Without a doubt, the great American presidential forebearers of disaster management faced equal domestic hostility, if not greater. F.D.R.’s Congress actively threatened to impeach him and Lincoln had to go as far as to suspend habeas corpus for war dissenters. But they faced such hostility with as many followers as they had enemies, and Biden seems to have enjoyed no such luxury. 

But why? Biden is no Lincoln. Nor was F.D.R. Yet given the great scale of disasters which have befallen him, it seems surprising that Biden has proven to be one of the presidents with the most enemies and the least number of friends. Is it because of a denial that the scope of these disasters is anywhere near as great as what F.D.R. and Lincoln faced? Perhaps. But apparently, a great body of the American population recognizes the immense scale of these crises while simultaneously viewing Biden as a poor president and opposing his agenda. Is it related to his legislative attempts then? Perhaps. But the withdrawal from Afghanistan was wildly popular before he did it — so perhaps it was his failure to extract the American troops without casualties. He was ridiculed for the drone strikes which took the lives of civilians during the withdrawal — and yet, despite popular support for the resulting abandonment of drone strikes — no one seems to care. 

Biden has certainly not flawlessly addressed the pandemic issue — nor any others — but no American president has ever conducted their administration flawlessly. However, it is quite curious that even in his victories, the attention has instead been put on his many failures above his successes. Perhaps it is that he inspires little of the same following enjoyed by his predecessors. It must be more than just that. 

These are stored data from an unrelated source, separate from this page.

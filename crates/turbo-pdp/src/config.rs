//! Controller configuration.

use std::time::Duration;

use anyhow::{Context, Result};
use serde::{Deserialize, Serialize};
use turbo_observability::{LogFormat, LogLevel};

use crate::error::PdpError;

/// Tunables for a product options controller.
///
/// Every key is optional; a missing key keeps its default.
///
/// ```toml
/// button_disabled_class = "disabled"
/// checkout_path = "/checkout"
/// spinner_delay_ms = 800
/// message_clear_ms = 30000
/// log_level = "debug"
/// log_format = "human"
/// api_base_url = ""
/// ```
#[derive(Debug, Clone, PartialEq, Eq, Serialize, Deserialize)]
#[serde(default)]
pub struct PdpConfig {
    /// Class added to purchase buttons while they are unavailable.
    pub button_disabled_class: String,

    /// Path the browser is sent to after a successful cart add.
    pub checkout_path: String,

    /// Delay before the add-to-cart spinner is removed after success.
    pub spinner_delay_ms: u64,

    /// Delay before the product message is cleared after a cart add.
    pub message_clear_ms: u64,

    /// Minimum level for controller logs.
    pub log_level: LogLevel,

    /// Output format for controller logs.
    pub log_format: LogFormat,

    /// Storefront origin for remote calls. Empty means same origin.
    pub api_base_url: String,
}

impl Default for PdpConfig {
    fn default() -> Self {
        Self {
            button_disabled_class: "disabled".to_string(),
            checkout_path: "/checkout".to_string(),
            spinner_delay_ms: 800,
            message_clear_ms: 30_000,
            log_level: LogLevel::Info,
            log_format: LogFormat::Json,
            api_base_url: String::new(),
        }
    }
}

impl PdpConfig {
    /// Load config from a file (`.json` or TOML).
    pub fn load(path: &str) -> Result<Self> {
        let content = std::fs::read_to_string(path)
            .with_context(|| format!("Failed to read config file: {}", path))?;

        let config = if path.ends_with(".json") {
            Self::from_json_str(&content)
        } else {
            Self::from_toml_str(&content)
        }
        .with_context(|| format!("Failed to parse config: {}", path))?;

        Ok(config)
    }

    /// Parse and validate a TOML document.
    pub fn from_toml_str(content: &str) -> Result<Self, PdpError> {
        let config: Self = toml::from_str(content)?;
        config.validate()?;
        Ok(config)
    }

    /// Parse and validate a JSON document.
    pub fn from_json_str(content: &str) -> Result<Self, PdpError> {
        let config: Self = serde_json::from_str(content)
            .map_err(|e| PdpError::InvalidConfig(e.to_string()))?;
        config.validate()?;
        Ok(config)
    }

    /// Check values the controller cannot work with.
    pub fn validate(&self) -> Result<(), PdpError> {
        if self.button_disabled_class.is_empty()
            || self.button_disabled_class.chars().any(char::is_whitespace)
        {
            return Err(PdpError::InvalidConfig(format!(
                "button_disabled_class must be a single class name, got {:?}",
                self.button_disabled_class
            )));
        }
        if !self.checkout_path.starts_with('/') {
            return Err(PdpError::InvalidConfig(format!(
                "checkout_path must start with '/', got {:?}",
                self.checkout_path
            )));
        }
        Ok(())
    }

    /// Spinner removal delay after a successful cart add.
    pub fn spinner_delay(&self) -> Duration {
        Duration::from_millis(self.spinner_delay_ms)
    }

    /// Message auto-clear delay.
    pub fn message_clear_delay(&self) -> Duration {
        Duration::from_millis(self.message_clear_ms)
    }
}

Whether it is mass media, increased political mobilization or simply a plain new political consciousness in the American people — the time of the president as a national hero has ended. One should be sure to not overstep in analyzing the past with the lens of today.  To say that the most highly regarded presidents did not face sizable criticism and attack for their administrations in their time is a fallacy. But it is also true that in spite of that backlash, they maintained networks of vertical power, held the strength to dictate the mechanisms of party and state and in large part, the political agenda and directed forward those who worked beneath them. It seems unlikely that today, or in the future, the likes of such presidents with their power and enduring historical favor will be seen again.